This condition is called microangiopathic haemolytic anaemia and occurs in many disease states involving small blood vessels e.g. malignant hypertension and/or intravascular coagulation.

(ii) When blood vessels are subjected to direct trauma. This is seen classically in military recruits marching long distances in hard soled boots, when the blood vessels of the soles of the feet are squeezed with every step – march haemoglobinuria.

The haemolysis is usually not severe enough to be of clinical significance, but haemoglobinuria may cause alarm.

Other causes of haemolysis include:

Hypersplenism

In enlargement of the spleen from any cause, the sequestration of red cells is increased so that haemolytic anaemia may result.

Page 397

Extrinsic Haemolytic Anaemias – Malaria

Malaria is an endemic disease in many parts of Africa, Asia, Central and South America. Many millions of cases occur each year and the mortality is at least 1%. The disease is particularly severe in non-immune subjects from temperate climates; in endemic areas where the ‘herd’ immunity is high, a low grade chronic illness is common.

Female anopheline mosquitos act as intermediate hosts in the life cycle of the parasite, a protozoon (genusPlasmodium).

Page 398

Intrinsic Haemolytic Anaemias

Intrinsic Defects – Usually Hereditary

(i) cell membrane

(ii) enzymes

(iii) molecular structure of haemoglobin (haemoglobinopathies).

1. Cell membrane defects

(a) Hereditary spherocytosis: the majority of cases are familial (autosomal dominant).

The primary defect is in the proteins which support the plasma membrane – SPECTRIN and ANKYRIN.

The cells assume a spherical shape due to instability of the plasma membrane.

Premature sequestration and destruction in splenic pulp. Splenomegaly is common.

Note: Splenectomy is usually ‘curative’ but the red cell defect remains.

The severity of the haemolysis is variable; many cases are compensated and not anaemic, but crises are common, e.g. if folate deficiency supervenes. Intercurrent infections may precipitate increased red cell destruction with jaundice or temporary bone marrow hypoplasia, e.g. parvovirus infection, with severe anaemia.

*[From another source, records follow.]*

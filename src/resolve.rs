use crate::error::{ChartError, ChartResult};
use crate::ir::{ChartKind, Encoding, FieldSelection, ResolvedEncoding};

/// Validate an encoding against a chart kind and normalize `y` to a list.
pub fn resolve_encoding(encoding: &Encoding, kind: ChartKind) -> ChartResult<ResolvedEncoding> {
    let x = require_field("x", &encoding.x)?;

    let y = match &encoding.y {
        FieldSelection::One(field) => vec![require_field("y", field)?],
        FieldSelection::Many(fields) => {
            if fields.is_empty() {
                return Err(ChartError::configuration(
                    "y must name at least one field",
                ));
            }
            fields
                .iter()
                .map(|f| require_field("y", f))
                .collect::<ChartResult<Vec<_>>>()?
        }
    };

    let z = match &encoding.z {
        Some(field) => Some(require_field("z", field)?),
        None => None,
    };

    if !kind.supports_grouping() {
        if z.is_some() {
            return Err(ChartError::configuration(format!(
                "{} chart does not support a grouping (z) field",
                kind
            )));
        }
        if y.len() > 1 {
            return Err(ChartError::configuration(format!(
                "{} chart accepts a single y field, got {}",
                kind,
                y.len()
            )));
        }
    }

    Ok(ResolvedEncoding { kind, x, y, z })
}

fn require_field(role: &str, name: &str) -> ChartResult<String> {
    if name.trim().is_empty() {
        return Err(ChartError::configuration(format!(
            "{} must be a non-empty field name",
            role
        )));
    }
    Ok(name.to_string())
}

The laboratory diagnosis depends on:

(1) typical blood film with spherocytes,

(2) high reticulocyte count and

(3) increased osmotic fragility of RBCs.

(b) Hereditary elliptocytosis is similar to spherocytosis in many respects, but it is usually not severe enough to cause anaemia or jaundice. Haemolysis is usually mild.

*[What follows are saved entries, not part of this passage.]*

use crate::ir::ChartKind;

pub type ChartResult<T> = Result<T, ChartError>;

#[derive(thiserror::Error, Debug)]
pub enum ChartError {
    /// The encoding does not fit the chart kind (or is malformed).
    #[error("configuration error: {0}")]
    Configuration(String),

    /// Record count is outside the bounds the chart kind accepts.
    #[error(
        "cardinality error: {kind} chart requires between {min} and {max} records, got {count}"
    )]
    Cardinality {
        kind: ChartKind,
        count: usize,
        min: usize,
        max: usize,
    },

    /// Input records could not be read as a flat record set.
    #[error("data error: {0}")]
    Data(String),

    #[error("render error: {0}")]
    Render(String),

    #[error(transparent)]
    Other(#[from] anyhow::Error),
}

impl ChartError {
    pub fn configuration(msg: impl Into<String>) -> Self {
        Self::Configuration(msg.into())
    }

    pub fn data(msg: impl Into<String>) -> Self {
        Self::Data(msg.into())
    }

    pub fn render(msg: impl Into<String>) -> Self {
        Self::Render(msg.into())
    }
}

impl From<serde_json::Error> for ChartError {
    fn from(err: serde_json::Error) -> Self {
        Self::Data(err.to_string())
    }
}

(c) Hereditary abetalipoproteinaemia: a rare disease in which the red cell membranes are abnormal and the cells become spiky (acanthocytes).

(d) Paroxysmal nocturnal haemoglobinuria – a rare, acquired condition in which anchorage of proteins to the red cell membrane is abnormal. The cells are particularly susceptible to the action of complement (usually activated by the alternative pathway) at low pH. Intravascular haemolysis results.

Page 399

2. Enzyme defects

Usually hereditary. Glucose is the source of energy with which the red cell metabolism is maintained. Glycolysis is effected by two classic enzyme pathways.

The following simplified diagram outlines the pathways and indicates only the main enzymes and substrates.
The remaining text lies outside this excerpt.